Detection of Pathogenesis-Related (PR) Genes
[0198] In addition to R genes, the gene models were analyzed for
the presence and/or expression level of PR genes. Table 6 shows the
functional annotations of PR gene families while Table 7 provides
the number of PR gene homologs identified in each of the tree
species.
TABLE-US-00007 TABLE 6 Functional annotations of PR gene families
(Campos et al., 2007, Genet Mol Biol, 30: 917-U198) PR-1 PR-1a PR-2
B-1,3-glucanase PR-3 Chitinase class I, II, IV, V, VI, VII and
endochitinase PR-4 Chitinase Hevein-like PR-5 Thaumatin-like PR-6
Proteinase inhibitor PR-7 Aspartic proteinase PR-8 Chitinase class
III PR-9 Lignin-forming peroxidase PR-10 Ribonuclease-like PR-11
Chitinase, class V PR-12 Defensin PR-13 Thionin PR-14 Lipid
transfer protein PR-15 Oxalate oxidase PR-16 Oxalate oxidase-like
or gemin-like PR-17 NtPRp27
TABLE-US-00008 TABLE 7 Number of PR gene homologs identified in
each tree species Species N PR genes Beilschmiedia pendula 202
Brosimum alicastrum 160 Dipteryx oleifera 277 Eugenia nesiotica 172
Lacmellea panamensis 205 Virola surinamensis 184
Generation of Candidate Genes
[0199] Using these processes, a short list of genes that harbor
genetic variation likely to be important in pathogen resistance is
generated. For the species in the examples shown above, there was
no previous genetic data and nothing known about their
genetic-level mechanisms of disease resistance. These analyses were
performed for an ecological study, but similar analyses may be done
to identify candidate genes to improve durable pathogen resistance
in crops. For example, using the data such as those generated by
way of the described method, a number of courses of action become
available. For example, experimental methods, such as a transient
transfection assay can be utilized to confirm the function of the
candidate genes in pathogen resistance. A breeding strategy can be
enacted to maintain or increase diversity at the identified
particular loci in the focal species or cultivar. A breeding
strategy can be enacted to maintain or increase diversity at
homologous loci in a different species or cultivar. Alleles of the
identified genes can be cloned into another species or cultivar. A
targeted search for alleles of the homologs of the identified genes
can be performed in another species or cultivar. Cloned homologs of
the identified genes can be edited in a different species or
cultivar in order to introduce novel variation at the loci
[0200] Note that the method of uncovering all of the polymorphism
in protein coding genes can reveal more than just alleles effective
against the "pathogen of the moment". The ideal solution in crop
improvement is to create durable resistance, which likely requires
polymorphism at many loci across the genome so that a single
mutation in a pathogen strain does not defeat resistance.
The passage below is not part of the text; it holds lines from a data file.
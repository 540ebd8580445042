//! Graphical object model: leaf shapes, composites, and their notifications.

use std::fmt;
use std::num::ParseIntError;
use std::rc::Rc;
use std::str::FromStr;
use std::sync::atomic::{AtomicU64, Ordering};

use crate::error::{PayloadError, ShapeError};
use crate::geometry;
use crate::model::{Point, Rect};
use crate::render::Renderer;

mod composite;
mod line;
mod listener;
mod oval;

pub use composite::CompositeShape;
pub use line::LineSegment;
pub use listener::{GraphicalObjectListener, ListenerRef, same_listener};
pub use oval::Oval;

use listener::{ChildForwarder, ListenerList};

#[derive(Clone, Copy, Debug, PartialEq, Eq, Hash, PartialOrd, Ord)]
pub struct ObjectId(u64);

static NEXT_OBJECT_ID: AtomicU64 = AtomicU64::new(1);

impl ObjectId {
    fn allocate() -> Self {
        Self(NEXT_OBJECT_ID.fetch_add(1, Ordering::Relaxed))
    }
}

impl fmt::Display for ObjectId {
    fn fmt(&self, f: &mut fmt::Formatter<'_>) -> fmt::Result {
        write!(f, "#{}", self.0)
    }
}

/// Control points of a leaf shape. The count is fixed when the shape is built.
#[derive(Clone, Debug, PartialEq, Eq)]
pub(crate) struct HotPoints {
    points: Box<[Point]>,
    selected: Box<[bool]>,
}

impl HotPoints {
    pub(crate) fn new(points: Vec<Point>) -> Self {
        let selected = vec![false; points.len()].into_boxed_slice();
        Self {
            points: points.into_boxed_slice(),
            selected,
        }
    }

    pub(crate) fn len(&self) -> usize {
        self.points.len()
    }

    fn check(&self, index: usize) -> Result<(), ShapeError> {
        if index < self.points.len() {
            Ok(())
        } else {
            Err(ShapeError::HotPointOutOfRange {
                index,
                count: self.points.len(),
            })
        }
    }

    pub(crate) fn get(&self, index: usize) -> Result<Point, ShapeError> {
        self.check(index)?;
        Ok(self.points[index])
    }

    pub(crate) fn set(&mut self, index: usize, point: Point) -> Result<(), ShapeError> {
        self.check(index)?;
        self.points[index] = point;
        Ok(())
    }

    pub(crate) fn is_selected(&self, index: usize) -> Result<bool, ShapeError> {
        self.check(index)?;
        Ok(self.selected[index])
    }

    pub(crate) fn set_selected(&mut self, index: usize, selected: bool) -> Result<(), ShapeError> {
        self.check(index)?;
        self.selected[index] = selected;
        Ok(())
    }

    pub(crate) fn translate(&mut self, delta: Point) {
        for p in self.points.iter_mut() {
            *p = p.translate(delta);
        }
    }

    /// Same geometry, nothing selected.
    pub(crate) fn duplicate(&self) -> Self {
        Self::new(self.points.to_vec())
    }
}

/// Parses exactly `N` whitespace-separated integers.
pub(crate) fn parse_fields<const N: usize, T>(payload: &str) -> Result<[T; N], PayloadError>
where
    T: FromStr<Err = ParseIntError> + Copy + Default,
{
    let parts: Vec<&str> = payload.split_whitespace().collect();
    if parts.len() != N {
        return Err(PayloadError::FieldCount {
            expected: N,
            found: parts.len(),
        });
    }
    let mut out = [T::default(); N];
    for (slot, part) in out.iter_mut().zip(parts) {
        *slot = part.parse().map_err(|source| PayloadError::BadInt {
            field: part.to_string(),
            source,
        })?;
    }
    Ok(out)
}

#[derive(Debug)]
pub enum Shape {
    Line(LineSegment),
    Oval(Oval),
    Composite(CompositeShape),
}

/// A drawable object with identity, a selection flag and change subscribers.
pub struct GraphicalObject {
    id: ObjectId,
    selected: bool,
    listeners: Rc<ListenerList>,
    shape: Shape,
}

impl fmt::Debug for GraphicalObject {
    fn fmt(&self, f: &mut fmt::Formatter<'_>) -> fmt::Result {
        f.debug_struct("GraphicalObject")
            .field("id", &self.id)
            .field("selected", &self.selected)
            .field("shape", &self.shape)
            .finish()
    }
}

impl GraphicalObject {
    fn from_shape(shape: Shape) -> Self {
        Self {
            id: ObjectId::allocate(),
            selected: false,
            listeners: Rc::new(ListenerList::default()),
            shape,
        }
    }

    pub fn line(start: Point, end: Point) -> Self {
        Self::from_shape(Shape::Line(LineSegment::new(start, end)))
    }

    pub fn oval(right: Point, bottom: Point) -> Self {
        Self::from_shape(Shape::Oval(Oval::new(right, bottom)))
    }

    /// Line prototype offered by the toolbar.
    pub fn default_line() -> Self {
        Self::line(Point::new(100, 100), Point::new(200, 150))
    }

    /// Oval prototype offered by the toolbar.
    pub fn default_oval() -> Self {
        Self::oval(Point::new(150, 100), Point::new(100, 150))
    }

    /// Wraps `children` in a new composite. The composite subscribes to every child
    /// and re-announces their geometry changes as its own.
    pub fn composite(children: Vec<GraphicalObject>) -> Self {
        let id = ObjectId::allocate();
        let listeners = Rc::new(ListenerList::default());
        let forwarder: ListenerRef = Rc::new(ChildForwarder {
            parent: id,
            parent_listeners: Rc::downgrade(&listeners),
        });
        for child in &children {
            child.add_listener(forwarder.clone());
        }
        Self {
            id,
            selected: false,
            listeners,
            shape: Shape::Composite(CompositeShape::new(children, forwarder)),
        }
    }

    pub fn id(&self) -> ObjectId {
        self.id
    }

    pub fn shape(&self) -> &Shape {
        &self.shape
    }

    pub fn is_composite(&self) -> bool {
        matches!(self.shape, Shape::Composite(_))
    }

    pub fn as_composite(&self) -> Option<&CompositeShape> {
        match &self.shape {
            Shape::Composite(c) => Some(c),
            _ => None,
        }
    }

    /// Dissolves a composite into its children, detaching them from it.
    /// Leaf shapes are handed back unchanged.
    pub fn into_children(self) -> Result<Vec<GraphicalObject>, GraphicalObject> {
        match self.shape {
            Shape::Composite(composite) => Ok(composite.into_children()),
            shape => Err(Self { shape, ..self }),
        }
    }

    fn hot_points(&self) -> Result<&HotPoints, ShapeError> {
        match &self.shape {
            Shape::Line(l) => Ok(&l.hot),
            Shape::Oval(o) => Ok(&o.hot),
            Shape::Composite(_) => Err(ShapeError::NoHotPoints),
        }
    }

    fn hot_points_mut(&mut self) -> Result<&mut HotPoints, ShapeError> {
        match &mut self.shape {
            Shape::Line(l) => Ok(&mut l.hot),
            Shape::Oval(o) => Ok(&mut o.hot),
            Shape::Composite(_) => Err(ShapeError::NoHotPoints),
        }
    }

    pub fn hot_point_count(&self) -> usize {
        self.hot_points().map(HotPoints::len).unwrap_or(0)
    }

    pub fn hot_point(&self, index: usize) -> Result<Point, ShapeError> {
        self.hot_points()?.get(index)
    }

    pub fn set_hot_point(&mut self, index: usize, point: Point) -> Result<(), ShapeError> {
        self.hot_points_mut()?.set(index, point)?;
        self.listeners.notify_changed(self.id);
        Ok(())
    }

    pub fn hot_point_distance(&self, index: usize, point: Point) -> Result<f64, ShapeError> {
        let hot = self.hot_point(index)?;
        Ok(geometry::distance_from_point(hot, point))
    }

    pub fn is_hot_point_selected(&self, index: usize) -> Result<bool, ShapeError> {
        match self.hot_points() {
            Ok(hot) => hot.is_selected(index),
            Err(ShapeError::NoHotPoints) => Ok(false),
            Err(e) => Err(e),
        }
    }

    pub fn set_hot_point_selected(&mut self, index: usize, selected: bool) -> Result<(), ShapeError> {
        self.hot_points_mut()?.set_selected(index, selected)?;
        self.listeners.notify_changed(self.id);
        Ok(())
    }

    pub fn is_selected(&self) -> bool {
        self.selected
    }

    /// Deselecting a composite also deselects its children; selecting one leaves
    /// the children alone.
    pub fn set_selected(&mut self, selected: bool) {
        self.selected = selected;
        if !selected {
            if let Shape::Composite(c) = &mut self.shape {
                c.deselect_children();
            }
        }
        self.listeners.notify_selection_changed(self.id, selected);
    }

    pub fn translate(&mut self, delta: Point) {
        match &mut self.shape {
            Shape::Line(l) => l.hot.translate(delta),
            Shape::Oval(o) => o.hot.translate(delta),
            Shape::Composite(c) => c.translate(delta),
        }
        self.listeners.notify_changed(self.id);
    }

    pub fn bounding_box(&self) -> Rect {
        match &self.shape {
            Shape::Line(l) => l.bounding_box(),
            Shape::Oval(o) => o.bounding_box(),
            Shape::Composite(c) => c.bounding_box(),
        }
    }

    /// Hit quality: 0 on or inside the shape, growing with distance from it.
    pub fn selection_distance(&self, point: Point) -> f64 {
        match &self.shape {
            Shape::Line(l) => l.selection_distance(point),
            Shape::Oval(o) => o.selection_distance(point),
            Shape::Composite(c) => c.selection_distance(point),
        }
    }

    pub fn render(&self, r: &mut dyn Renderer) {
        match &self.shape {
            Shape::Line(l) => l.render(r),
            Shape::Oval(o) => o.render(r),
            Shape::Composite(c) => c.render(r),
        }
    }

    /// Deep copy with a fresh identity, no subscribers and no selection.
    pub fn duplicate(&self) -> GraphicalObject {
        match &self.shape {
            Shape::Line(l) => Self::from_shape(Shape::Line(l.duplicate())),
            Shape::Oval(o) => Self::from_shape(Shape::Oval(o.duplicate())),
            Shape::Composite(c) => {
                Self::composite(c.children().iter().map(GraphicalObject::duplicate).collect())
            }
        }
    }

    pub fn shape_name(&self) -> String {
        match &self.shape {
            Shape::Line(_) => "Line".to_string(),
            Shape::Oval(_) => "Oval".to_string(),
            Shape::Composite(c) => format!("Composite ({} objects)", c.children().len()),
        }
    }

    /// Tag identifying this variant in the drawing file format.
    pub fn shape_id(&self) -> &'static str {
        match &self.shape {
            Shape::Line(_) => LineSegment::TAG,
            Shape::Oval(_) => Oval::TAG,
            Shape::Composite(_) => CompositeShape::TAG,
        }
    }

    /// Appends this object's rows. Composites write their children first.
    pub fn save(&self, rows: &mut Vec<String>) {
        match &self.shape {
            Shape::Line(l) => rows.push(l.save_row()),
            Shape::Oval(o) => rows.push(o.save_row()),
            Shape::Composite(c) => c.save(rows),
        }
    }

    /// Builds an object of this prototype's variant from `payload` and pushes it.
    pub fn load(&self, stack: &mut Vec<GraphicalObject>, payload: &str) -> Result<(), PayloadError> {
        let object = match &self.shape {
            Shape::Line(_) => Self::from_shape(Shape::Line(LineSegment::parse(payload)?)),
            Shape::Oval(_) => Self::from_shape(Shape::Oval(Oval::parse(payload)?)),
            Shape::Composite(_) => Self::composite(CompositeShape::take_children(stack, payload)?),
        };
        stack.push(object);
        Ok(())
    }

    pub fn add_listener(&self, listener: ListenerRef) {
        self.listeners.add(listener);
    }

    pub fn remove_listener(&self, listener: &ListenerRef) -> bool {
        self.listeners.remove(listener)
    }

    pub fn listener_count(&self) -> usize {
        self.listeners.len()
    }
}
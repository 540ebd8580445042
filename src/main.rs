mod app;

fn main() -> eframe::Result<()> {
    env_logger::Builder::from_env(env_logger::Env::default().default_filter_or("warn")).init();

    let native_options = eframe::NativeOptions::default();
    eframe::run_native(
        "Vector Editor",
        native_options,
        Box::new(|cc| Ok(Box::new(app::EditorApp::new(cc)))),
    )
}
use std::fmt;

use crate::error::PayloadError;
use crate::model::{Point, Rect};
use crate::render::Renderer;

use super::{GraphicalObject, ListenerRef, parse_fields};

/// Ordered group of exclusively owned children. Has no hot points of its own.
pub struct CompositeShape {
    children: Vec<GraphicalObject>,
    forwarder: ListenerRef,
}

impl fmt::Debug for CompositeShape {
    fn fmt(&self, f: &mut fmt::Formatter<'_>) -> fmt::Result {
        f.debug_struct("CompositeShape")
            .field("children", &self.children)
            .finish_non_exhaustive()
    }
}

impl CompositeShape {
    pub const TAG: &'static str = "@COMP";

    pub(crate) fn new(children: Vec<GraphicalObject>, forwarder: ListenerRef) -> Self {
        Self {
            children,
            forwarder,
        }
    }

    pub fn children(&self) -> &[GraphicalObject] {
        &self.children
    }

    pub(crate) fn into_children(self) -> Vec<GraphicalObject> {
        for child in &self.children {
            child.remove_listener(&self.forwarder);
        }
        self.children
    }

    pub(crate) fn deselect_children(&mut self) {
        for child in &mut self.children {
            child.set_selected(false);
        }
    }

    pub(crate) fn translate(&mut self, delta: Point) {
        for child in &mut self.children {
            child.translate(delta);
        }
    }

    /// Union of the children's boxes; an empty composite has a zero box at the origin.
    pub(crate) fn bounding_box(&self) -> Rect {
        self.children
            .iter()
            .map(GraphicalObject::bounding_box)
            .reduce(|acc, b| acc.union(b))
            .unwrap_or_default()
    }

    pub(crate) fn selection_distance(&self, point: Point) -> f64 {
        self.children
            .iter()
            .map(|c| c.selection_distance(point))
            .fold(f64::MAX, f64::min)
    }

    pub(crate) fn render(&self, r: &mut dyn Renderer) {
        for child in &self.children {
            child.render(r);
        }
    }

    pub(crate) fn save(&self, rows: &mut Vec<String>) {
        for child in &self.children {
            child.save(rows);
        }
        rows.push(format!("{} {}", Self::TAG, self.children.len()));
    }

    /// Pops the `count` most recently pushed objects, oldest first.
    pub(crate) fn take_children(
        stack: &mut Vec<GraphicalObject>,
        payload: &str,
    ) -> Result<Vec<GraphicalObject>, PayloadError> {
        let [wanted] = parse_fields::<1, usize>(payload)?;
        if wanted > stack.len() {
            return Err(PayloadError::StackUnderflow {
                wanted,
                available: stack.len(),
            });
        }
        Ok(stack.split_off(stack.len() - wanted))
    }
}
use crate::error::PayloadError;
use crate::geometry;
use crate::model::{Point, Rect};
use crate::render::Renderer;

use super::{HotPoints, parse_fields};

/// Straight segment between two endpoint hot points.
#[derive(Clone, Debug, PartialEq, Eq)]
pub struct LineSegment {
    pub(crate) hot: HotPoints,
}

impl LineSegment {
    pub const TAG: &'static str = "@LINE";

    pub(crate) fn new(start: Point, end: Point) -> Self {
        Self {
            hot: HotPoints::new(vec![start, end]),
        }
    }

    pub fn start(&self) -> Point {
        self.hot.points[0]
    }

    pub fn end(&self) -> Point {
        self.hot.points[1]
    }

    pub(crate) fn bounding_box(&self) -> Rect {
        Rect::from_corners(self.start(), self.end())
    }

    pub(crate) fn selection_distance(&self, point: Point) -> f64 {
        geometry::distance_from_line_segment(self.start(), self.end(), point)
    }

    pub(crate) fn render(&self, r: &mut dyn Renderer) {
        r.draw_line(self.start(), self.end());
    }

    pub(crate) fn duplicate(&self) -> Self {
        Self {
            hot: self.hot.duplicate(),
        }
    }

    pub(crate) fn save_row(&self) -> String {
        let (s, e) = (self.start(), self.end());
        format!("{} {} {} {} {}", Self::TAG, s.x, s.y, e.x, e.y)
    }

    pub(crate) fn parse(payload: &str) -> Result<Self, PayloadError> {
        let [x1, y1, x2, y2] = parse_fields::<4, i32>(payload)?;
        Ok(Self::new(Point::new(x1, y1), Point::new(x2, y2)))
    }
}
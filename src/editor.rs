//! Hosting controller: owns the document and the single active interaction state.

use std::path::Path;

use crate::codec;
use crate::document::DocumentModel;
use crate::error::CodecResult;
use crate::model::Point;
use crate::render::Renderer;
use crate::shapes::GraphicalObject;
use crate::state::{InteractionState, Key};
use crate::svg::SvgRenderer;

#[derive(Default)]
pub struct Editor {
    document: DocumentModel,
    state: InteractionState,
}

impl Editor {
    pub fn new() -> Self {
        Self::default()
    }

    pub fn document(&self) -> &DocumentModel {
        &self.document
    }

    pub fn document_mut(&mut self) -> &mut DocumentModel {
        &mut self.document
    }

    pub fn state(&self) -> &InteractionState {
        &self.state
    }

    /// Lets the outgoing state clean up, then installs `state` and requests a redraw.
    pub fn set_state(&mut self, state: InteractionState) {
        self.state.on_leaving(&mut self.document);
        log::debug!("state {} -> {}", self.state.name(), state.name());
        self.state = state;
        self.document.notify_listeners();
    }

    pub fn idle(&mut self) {
        self.set_state(InteractionState::Idle);
    }

    pub fn select(&mut self) {
        self.set_state(InteractionState::select());
    }

    pub fn eraser(&mut self) {
        self.set_state(InteractionState::eraser());
    }

    pub fn add_shape(&mut self, prototype: &GraphicalObject) {
        self.set_state(InteractionState::add_shape(prototype.duplicate()));
    }

    pub fn mouse_down(&mut self, point: Point, shift: bool, ctrl: bool) {
        self.state.mouse_down(&mut self.document, point, shift, ctrl);
    }

    pub fn mouse_up(&mut self, point: Point, shift: bool, ctrl: bool) {
        self.state.mouse_up(&mut self.document, point, shift, ctrl);
    }

    pub fn mouse_dragged(&mut self, point: Point) {
        self.state.mouse_dragged(&mut self.document, point);
    }

    /// Escape always returns to idle; other keys go to the active state.
    pub fn key_pressed(&mut self, key: Key) {
        if key == Key::Escape {
            self.idle();
        } else {
            self.state.key_pressed(&mut self.document, key);
        }
    }

    /// Objects back to front, each followed by its overlay, then the frame overlay.
    pub fn render(&self, r: &mut dyn Renderer) {
        for object in self.document.list() {
            object.render(r);
            self.state.overlay_per_object(&self.document, r, object);
        }
        self.state.overlay_post_frame(r);
    }

    /// The drawing without any interaction overlay.
    pub fn export_svg(&self, width: u32, height: u32) -> String {
        let mut svg = SvgRenderer::new(width, height);
        for object in self.document.list() {
            object.render(&mut svg);
        }
        svg.finish()
    }

    pub fn export_svg_to(&self, path: &Path, width: u32, height: u32) -> CodecResult<()> {
        codec::write_atomic(path, &self.export_svg(width, height))?;
        log::info!("exported SVG to {}", path.display());
        Ok(())
    }

    pub fn save_rows(&self) -> Vec<String> {
        codec::serialize(self.document.list())
    }

    /// Replaces the drawing only if every row parses.
    pub fn load_rows<S: AsRef<str>>(&mut self, rows: &[S]) -> CodecResult<()> {
        let objects = codec::deserialize(rows)?;
        self.reset_state();
        self.document.replace_all(objects);
        Ok(())
    }

    pub fn save(&self, path: &Path) -> CodecResult<()> {
        codec::save_document(&self.document, path)
    }

    pub fn load(&mut self, path: &Path) -> CodecResult<()> {
        let rows = codec::read_rows(path)?;
        self.load_rows(&rows)?;
        log::info!("loaded {} object(s) from {}", self.document.len(), path.display());
        Ok(())
    }

    /// Drops the active state's transient data before the document is swapped out.
    fn reset_state(&mut self) {
        let fresh = match &self.state {
            InteractionState::Idle => InteractionState::Idle,
            InteractionState::AddShape(s) => InteractionState::add_shape(s.prototype().duplicate()),
            InteractionState::Eraser(_) => InteractionState::eraser(),
            InteractionState::Select(_) => InteractionState::select(),
        };
        self.set_state(fresh);
    }
}
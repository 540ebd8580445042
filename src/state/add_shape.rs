use crate::document::DocumentModel;
use crate::model::Point;
use crate::shapes::GraphicalObject;

/// Places a copy of the prototype centered on every click.
#[derive(Debug)]
pub struct AddShapeState {
    prototype: GraphicalObject,
}

impl AddShapeState {
    pub fn new(prototype: GraphicalObject) -> Self {
        Self { prototype }
    }

    pub fn prototype(&self) -> &GraphicalObject {
        &self.prototype
    }

    pub(crate) fn mouse_down(&mut self, doc: &mut DocumentModel, point: Point) {
        let mut object = self.prototype.duplicate();
        let center = object.bounding_box().center();
        object.translate(point - center);
        log::debug!("placing {} {} at {:?}", object.shape_name(), object.id(), point);
        doc.add(object);
    }
}
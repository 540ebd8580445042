use std::path::Path;

use super::{EditorApp, settings};

impl EditorApp {
    pub(super) fn save_to_path(&mut self) {
        let path = self.settings.file_path.clone();
        match self.editor.save(Path::new(&path)) {
            Ok(()) => self.status = Some(format!("Saved {path}")),
            Err(e) => {
                log::warn!("save to {path} failed: {e}");
                self.status = Some(format!("Save failed: {e}"));
            }
        }
    }

    pub(super) fn save_dialog(&mut self) {
        if let Some(path) = rfd::FileDialog::new()
            .set_file_name(&self.settings.file_path)
            .add_filter("Drawing", &["txt"])
            .save_file()
        {
            self.settings.file_path = path.display().to_string();
            self.persist_settings();
            self.save_to_path();
        }
    }

    pub(super) fn open_dialog(&mut self) {
        if let Some(path) = rfd::FileDialog::new()
            .add_filter("Drawing", &["txt"])
            .pick_file()
        {
            let path_str = path.display().to_string();
            match self.editor.load(&path) {
                Ok(()) => {
                    self.settings.file_path = path_str.clone();
                    self.persist_settings();
                    self.status = Some(format!(
                        "Loaded {} object(s) from {path_str}",
                        self.editor.document().len()
                    ));
                }
                Err(e) => {
                    log::warn!("load from {path_str} failed: {e}");
                    self.status = Some(format!("Load failed: {e}"));
                }
            }
        }
    }

    pub(super) fn export_svg_dialog(&mut self) {
        if let Some(path) = rfd::FileDialog::new()
            .set_file_name(&self.settings.svg_path)
            .add_filter("SVG", &["svg"])
            .save_file()
        {
            let path_str = path.display().to_string();
            let (w, h) = (self.settings.svg_width, self.settings.svg_height);
            match self.editor.export_svg_to(&path, w, h) {
                Ok(()) => {
                    self.settings.svg_path = path_str.clone();
                    self.persist_settings();
                    self.status = Some(format!("Exported {path_str}"));
                }
                Err(e) => {
                    log::warn!("SVG export to {path_str} failed: {e}");
                    self.status = Some(format!("SVG export failed: {e}"));
                }
            }
        }
    }

    fn persist_settings(&mut self) {
        if let Err(e) = settings::save_settings(&self.settings_path, &self.settings) {
            log::warn!("writing {} failed: {e}", self.settings_path);
            self.status = Some(format!("Settings save failed: {e}"));
        }
    }
}
use crate::model::Point;

/// Drawing primitives consumed by shapes and interaction overlays.
pub trait Renderer {
    fn draw_line(&mut self, start: Point, end: Point);
    fn fill_polygon(&mut self, points: &[Point]);
}

#[derive(Clone, Debug, PartialEq, Eq)]
pub enum DrawCommand {
    Line(Point, Point),
    Polygon(Vec<Point>),
}

/// Renderer that keeps every primitive it receives, in order.
#[derive(Clone, Debug, Default)]
pub struct RecordingRenderer {
    pub commands: Vec<DrawCommand>,
}

impl RecordingRenderer {
    pub fn new() -> Self {
        Self::default()
    }

    pub fn lines(&self) -> impl Iterator<Item = (Point, Point)> + '_ {
        self.commands.iter().filter_map(|c| match c {
            DrawCommand::Line(a, b) => Some((*a, *b)),
            DrawCommand::Polygon(_) => None,
        })
    }

    pub fn polygons(&self) -> impl Iterator<Item = &[Point]> + '_ {
        self.commands.iter().filter_map(|c| match c {
            DrawCommand::Polygon(points) => Some(points.as_slice()),
            DrawCommand::Line(..) => None,
        })
    }
}

impl Renderer for RecordingRenderer {
    fn draw_line(&mut self, start: Point, end: Point) {
        self.commands.push(DrawCommand::Line(start, end));
    }

    fn fill_polygon(&mut self, points: &[Point]) {
        self.commands.push(DrawCommand::Polygon(points.to_vec()));
    }
}

/// Outline of a rectangle as four edges.
pub fn draw_rect_outline(r: &mut dyn Renderer, rect: crate::model::Rect) {
    let [tl, tr, br, bl] = rect.corners();
    r.draw_line(tl, tr);
    r.draw_line(tr, br);
    r.draw_line(br, bl);
    r.draw_line(bl, tl);
}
Hence, a
critical part of the process described herein is that it informs
the aim of creating durable resistance, a process not readily
attainable by other methods.
[0201] With these methods, growers can make progress for improving
disease resistance in slow-growing plants that are not well suited
for methods requiring breeding for multiple generations and/or in
plants lacking sequenced genomes. Maximizing diversity
(heterozygosity) at these loci is likely to improve plant health in
the immediate future (a single generation) and perhaps over the
long term as well (durable resistance) by overcoming the loss of
diversity in pathogen resistance genes created by bottlenecks,
artificial selection, and inbreeding. Alternatively, the
information provided by the present method can be used for
transgenic approaches, following confirmation of disease resistance
efficacy in transient transfection assays.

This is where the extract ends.